>>

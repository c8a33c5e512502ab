use image::imageops::FilterType;
use image::DynamicImage;
use shelftag_core::{merge_overlapping, DetectionConfig, Detection, ScaleTransform};
use thiserror::Error;

#[derive(Debug, Error)]
pub enum DetectError {
    #[error("Detector error: {0}")]
    Engine(String),
}

/// Abstraction over a price-tag object detector.
///
/// Boxes are returned in the coordinates of the image passed in, with
/// proposals below `confidence` already dropped and the detector's own
/// suppression applied at `iou`.
pub trait Detector: Send + Sync {
    fn detect(
        &self,
        image: &DynamicImage,
        confidence: f32,
        iou: f32,
    ) -> Result<Vec<Detection>, DetectError>;
}

// ── Mock backend (always available, used for tests) ───────────────────────────

/// Returns the same boxes for every image, minus those under the threshold.
#[derive(Debug, Clone, Default)]
pub struct MockDetector {
    pub boxes: Vec<Detection>,
}

impl MockDetector {
    pub fn new(boxes: Vec<Detection>) -> Self {
        Self { boxes }
    }
}

impl Detector for MockDetector {
    fn detect(
        &self,
        _image: &DynamicImage,
        confidence: f32,
        _iou: f32,
    ) -> Result<Vec<Detection>, DetectError> {
        Ok(self.boxes.iter().copied().filter(|d| d.confidence >= confidence).collect())
    }
}

// ── Multi-scale aggregation ───────────────────────────────────────────────────

/// Runs the detector over an image pyramid and merges the results in native coordinates.
pub struct DetectionAggregator<D: Detector> {
    detector: D,
    config: DetectionConfig,
}

impl<D: Detector> DetectionAggregator<D> {
    pub fn new(detector: D, config: DetectionConfig) -> Self {
        Self { detector, config }
    }

    pub fn config(&self) -> &DetectionConfig {
        &self.config
    }

    /// Detect at every configured scale, map back to native pixels, pool, then NMS.
    /// An image with no detections at any scale yields an empty list.
    pub fn detect(&self, image: &DynamicImage) -> Result<Vec<Detection>, DetectError> {
        let pool = self.detect_all_scales(image)?;
        let raw = pool.len();
        let merged = merge_overlapping(pool, self.config.merge_iou);
        tracing::info!(raw, merged = merged.len(), "merged multi-scale detections");
        Ok(merged)
    }

    /// The pooled, unmerged detections from every scale, in native coordinates.
    pub fn detect_all_scales(&self, image: &DynamicImage) -> Result<Vec<Detection>, DetectError> {
        let side = self.config.input_size;
        let threshold = self.config.confidence_threshold;
        let mut pool = Vec::new();

        for &scale in &self.config.scales {
            let transform = ScaleTransform::new(image.width(), image.height(), scale, side);
            let scaled = image.resize_exact(
                transform.scaled_width,
                transform.scaled_height,
                FilterType::Triangle,
            );
            // Non-uniform stretch to the square input; aspect ratio is not kept.
            let square = scaled.resize_exact(side, side, FilterType::Triangle);

            let proposals = self.detector.detect(&square, threshold, self.config.detector_iou)?;
            let before = pool.len();
            pool.extend(
                proposals
                    .into_iter()
                    .filter(|p| p.confidence >= threshold)
                    .map(|p| Detection::new(transform.to_native(&p.bbox), p.confidence)),
            );
            tracing::debug!(scale, found = pool.len() - before, "detector pass");
        }

        Ok(pool)
    }
}

#[cfg(test)]
mod tests {
    use super::*;
    use image::{ImageBuffer, Rgb, RgbImage};
    use shelftag_core::BBox;
    use std::collections::VecDeque;
    use std::sync::Mutex;

    fn shelf(width: u32, height: u32) -> DynamicImage {
        let img: RgbImage = ImageBuffer::from_fn(width, height, |x, y| {
            Rgb([(x % 256) as u8, (y % 256) as u8, 128])
        });
        DynamicImage::ImageRgb8(img)
    }

    /// One preset response per detector call; records the input sizes it saw.
    struct ScriptedDetector {
        responses: Mutex<VecDeque<Vec<Detection>>>,
        seen: Mutex<Vec<(u32, u32)>>,
    }

    impl ScriptedDetector {
        fn new(responses: Vec<Vec<Detection>>) -> Self {
            Self { responses: Mutex::new(responses.into()), seen: Mutex::new(vec![]) }
        }
    }

    impl Detector for ScriptedDetector {
        fn detect(
            &self,
            image: &DynamicImage,
            _confidence: f32,
            _iou: f32,
        ) -> Result<Vec<Detection>, DetectError> {
            self.seen.lock().unwrap().push((image.width(), image.height()));
            Ok(self.responses.lock().unwrap().pop_front().unwrap_or_default())
        }
    }

    struct BrokenDetector;

    impl Detector for BrokenDetector {
        fn detect(&self, _: &DynamicImage, _: f32, _: f32) -> Result<Vec<Detection>, DetectError> {
            Err(DetectError::Engine("weights missing".into()))
        }
    }

    fn config(scales: Vec<f32>) -> DetectionConfig {
        DetectionConfig { scales, input_size: 64, ..DetectionConfig::default() }
    }

    #[test]
    fn no_detections_is_empty_not_error() {
        let agg = DetectionAggregator::new(MockDetector::default(), config(vec![0.5, 1.0]));
        assert!(agg.detect(&shelf(200, 100)).unwrap().is_empty());
    }

    #[test]
    fn detector_sees_square_input_once_per_scale() {
        let det = ScriptedDetector::new(vec![]);
        let agg = DetectionAggregator::new(det, config(vec![0.4, 1.0, 1.5]));
        agg.detect(&shelf(200, 100)).unwrap();
        assert_eq!(*agg.detector.seen.lock().unwrap(), vec![(64, 64); 3]);
    }

    #[test]
    fn same_tag_at_two_scales_merges_to_best() {
        let native = BBox::new(40.0, 20.0, 120.0, 60.0);
        let t_half = ScaleTransform::new(200, 100, 0.5, 64);
        let t_full = ScaleTransform::new(200, 100, 1.0, 64);

        let det = ScriptedDetector::new(vec![
            vec![Detection::new(t_half.to_square(&native), 0.6)],
            vec![
                Detection::new(t_full.to_square(&native), 0.8),
                // Below the 0.10 default threshold.
                Detection::new(BBox::new(0.0, 0.0, 5.0, 5.0), 0.05),
            ],
        ]);
        let agg = DetectionAggregator::new(det, config(vec![0.5, 1.0]));

        let pooled = agg.detect_all_scales(&shelf(200, 100)).unwrap();
        assert_eq!(pooled.len(), 2);
        for d in &pooled {
            assert!((d.bbox.x1 - native.x1).abs() < 1e-3);
            assert!((d.bbox.y2 - native.y2).abs() < 1e-3);
        }
    }

    #[test]
    fn pooled_duplicates_collapse_after_merge() {
        let native = BBox::new(40.0, 20.0, 120.0, 60.0);
        let t_half = ScaleTransform::new(200, 100, 0.5, 64);
        let t_full = ScaleTransform::new(200, 100, 1.0, 64);
        let det = ScriptedDetector::new(vec![
            vec![Detection::new(t_half.to_square(&native), 0.6)],
            vec![Detection::new(t_full.to_square(&native), 0.8)],
        ]);
        let agg = DetectionAggregator::new(det, config(vec![0.5, 1.0]));

        let merged = agg.detect(&shelf(200, 100)).unwrap();
        assert_eq!(merged.len(), 1);
        assert_eq!(merged[0].confidence, 0.8);
    }

    #[test]
    fn square_coordinates_are_unstretched_per_axis() {
        // 200x100 at scale 1.0 into 64x64: x factor 200/64, y factor 100/64.
        let det = ScriptedDetector::new(vec![vec![Detection::new(BBox::new(32.0, 32.0, 64.0, 64.0), 0.9)]]);
        let agg = DetectionAggregator::new(det, config(vec![1.0]));
        let out = agg.detect(&shelf(200, 100)).unwrap();
        assert_eq!(out[0].bbox, BBox::new(100.0, 50.0, 200.0, 100.0));
    }

    #[test]
    fn detector_failure_propagates() {
        let agg = DetectionAggregator::new(BrokenDetector, config(vec![1.0]));
        assert!(agg.detect(&shelf(50, 50)).is_err());
    }
}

<<

EXERCISE REQUIREMENTS – When you answer, retype all of the material exactly as it appears above.

EXERCISE OUTPUT –
repository c8a33c5e512502ab
use image::imageops::FilterType;
use image::DynamicImage;
use shelftag_core::{merge_overlapping, DetectionConfig, Detection, ScaleTransform};
use thiserror::Error;

#[derive(Debug, Error)]
pub enum DetectError {
    #[error("Detector error: {0}")]
    Engine(String),
}

/// Abstraction over a price-tag object detector.
///
/// Boxes are returned in the coordinates of the image passed in, with
/// proposals below `confidence` already dropped and the detector's own
/// suppression applied at `iou`.
pub trait Detector: Send + Sync {
    fn detect(
        &self,
        image: &DynamicImage,
        confidence: f32,
        iou: f32,
    ) -> Result<Vec<Detection>, DetectError>;
}

// ── Mock backend (always available, used for tests) ───────────────────────────

/// Returns the same boxes for every image, minus those under the threshold.
#[derive(Debug, Clone, Default)]
pub struct MockDetector {
    pub boxes: Vec<Detection>,
}

impl MockDetector {
    pub fn new(boxes: Vec<Detection>) -> Self {
        Self { boxes }
    }
}

impl Detector for MockDetector {
    fn detect(
        &self,
        _image: &DynamicImage,
        confidence: f32,
        _iou: f32,
    ) -> Result<Vec<Detection>, DetectError> {
        Ok(self.boxes.iter().copied().filter(|d| d.confidence >= confidence).collect())
    }
}

// ── Multi-scale aggregation ───────────────────────────────────────────────────

/// Runs the detector over an image pyramid and merges the results in native coordinates.
pub struct DetectionAggregator<D: Detector> {
    detector: D,
    config: DetectionConfig,
}

impl<D: Detector> DetectionAggregator<D> {
    pub fn new(detector: D, config: DetectionConfig) -> Self {
        Self { detector, config }
    }

    pub fn config(&self) -> &DetectionConfig {
        &self.config
    }

    /// Detect at every configured scale, map back to native pixels, pool, then NMS.
    /// An image with no detections at any scale yields an empty list.
    pub fn detect(&self, image: &DynamicImage) -> Result<Vec<Detection>, DetectError> {
        let pool = self.detect_all_scales(image)?;
        let raw = pool.len();
        let merged = merge_overlapping(pool, self.config.merge_iou);
        tracing::info!(raw, merged = merged.len(), "merged multi-scale detections");
        Ok(merged)
    }

    /// The pooled, unmerged detections from every scale, in native coordinates.
    pub fn detect_all_scales(&self, image: &DynamicImage) -> Result<Vec<Detection>, DetectError> {
        let side = self.config.input_size;
        let threshold = self.config.confidence_threshold;
        let mut pool = Vec::new();

        for &scale in &self.config.scales {
            let transform = ScaleTransform::new(image.width(), image.height(), scale, side);
            let scaled = image.resize_exact(
                transform.scaled_width,
                transform.scaled_height,
                FilterType::Triangle,
            );
            // Non-uniform stretch to the square input; aspect ratio is not kept.
            let square = scaled.resize_exact(side, side, FilterType::Triangle);

            let proposals = self.detector.detect(&square, threshold, self.config.detector_iou)?;
            let before = pool.len();
            pool.extend(
                proposals
                    .into_iter()
                    .filter(|p| p.confidence >= threshold)
                    .map(|p| Detection::new(transform.to_native(&p.bbox), p.confidence)),
            );
            tracing::debug!(scale, found = pool.len() - before, "detector pass");
        }

        Ok(pool)
    }
}

#[cfg(test)]
mod tests {
    use super::*;
    use image::{ImageBuffer, Rgb, RgbImage};
    use shelftag_core::BBox;
    use std::collections::VecDeque;
    use std::sync::Mutex;

    fn shelf(width: u32, height: u32) -> DynamicImage {
        let img: RgbImage = ImageBuffer::from_fn(width, height, |x, y| {
            Rgb([(x % 256) as u8, (y % 256) as u8, 128])
        });
        DynamicImage::ImageRgb8(img)
    }

    /// One preset response per detector call; records the input sizes it saw.
    struct ScriptedDetector {
        responses: Mutex<VecDeque<Vec<Detection>>>,
        seen: Mutex<Vec<(u32, u32)>>,
    }

    impl ScriptedDetector {
        fn new(responses: Vec<Vec<Detection>>) -> Self {
            Self { responses: Mutex::new(responses.into()), seen: Mutex::new(vec![]) }
        }
    }

    impl Detector for ScriptedDetector {
        fn detect(
            &self,
            image: &DynamicImage,
            _confidence: f32,
            _iou: f32,
        ) -> Result<Vec<Detection>, DetectError> {
            self.seen.lock().unwrap().push((image.width(), image.height()));
            Ok(self.responses.lock().unwrap().pop_front().unwrap_or_default())
        }
    }

    struct BrokenDetector;

    impl Detector for BrokenDetector {
        fn detect(&self, _: &DynamicImage, _: f32, _: f32) -> Result<Vec<Detection>, DetectError> {
            Err(DetectError::Engine("weights missing".into()))
        }
    }

    fn config(scales: Vec<f32>) -> DetectionConfig {
        DetectionConfig { scales, input_size: 64, ..DetectionConfig::default() }
    }

    #[test]
    fn no_detections_is_empty_not_error() {
        let agg = DetectionAggregator::new(MockDetector::default(), config(vec![0.5, 1.0]));
        assert!(agg.detect(&shelf(200, 100)).unwrap().is_empty());
    }

    #[test]
    fn detector_sees_square_input_once_per_scale() {
        let det = ScriptedDetector::new(vec![]);
        let agg = DetectionAggregator::new(det, config(vec![0.4, 1.0, 1.5]));
        agg.detect(&shelf(200, 100)).unwrap();
        assert_eq!(*agg.detector.seen.lock().unwrap(), vec![(64, 64); 3]);
    }

    #[test]
    fn same_tag_at_two_scales_merges_to_best() {
        let native = BBox::new(40.0, 20.0, 120.0, 60.0);
        let t_half = ScaleTransform::new(200, 100, 0.5, 64);
        let t_full = ScaleTransform::new(200, 100, 1.0, 64);

        let det = ScriptedDetector::new(vec![
            vec![Detection::new(t_half.to_square(&native), 0.6)],
            vec![
                Detection::new(t_full.to_square(&native), 0.8),
                // Below the 0.10 default threshold.
                Detection::new(BBox::new(0.0, 0.0, 5.0, 5.0), 0.05),
            ],
        ]);
        let agg = DetectionAggregator::new(det, config(vec![0.5, 1.0]));

        let pooled = agg.detect_all_scales(&shelf(200, 100)).unwrap();
        assert_eq!(pooled.len(), 2);
        for d in &pooled {
            assert!((d.bbox.x1 - native.x1).abs() < 1e-3);
            assert!((d.bbox.y2 - native.y2).abs() < 1e-3);
        }
    }

    #[test]
    fn pooled_duplicates_collapse_after_merge() {
        let native = BBox::new(40.0, 20.0, 120.0, 60.0);
        let t_half = ScaleTransform::new(200, 100, 0.5, 64);
        let t_full = ScaleTransform::new(200, 100, 1.0, 64);
        let det = ScriptedDetector::new(vec![
            vec![Detection::new(t_half.to_square(&native), 0.6)],
            vec![Detection::new(t_full.to_square(&native), 0.8)],
        ]);
        let agg = DetectionAggregator::new(det, config(vec![0.5, 1.0]));

        let merged = agg.detect(&shelf(200, 100)).unwrap();
        assert_eq!(merged.len(), 1);
        assert_eq!(merged[0].confidence, 0.8);
    }

    #[test]
    fn square_coordinates_are_unstretched_per_axis() {
        // 200x100 at scale 1.0 into 64x64: x factor 200/64, y factor 100/64.
        let det = ScriptedDetector::new(vec![vec![Detection::new(BBox::new(32.0, 32.0, 64.0, 64.0), 0.9)]]);
        let agg = DetectionAggregator::new(det, config(vec![1.0]));
        let out = agg.detect(&shelf(200, 100)).unwrap();
        assert_eq!(out[0].bbox, BBox::new(100.0, 50.0, 200.0, 100.0));
    }

    #[test]
    fn detector_failure_propagates() {
        let agg = DetectionAggregator::new(BrokenDetector, config(vec![1.0]));
        assert!(agg.detect(&shelf(50, 50)).is_err());
    }
}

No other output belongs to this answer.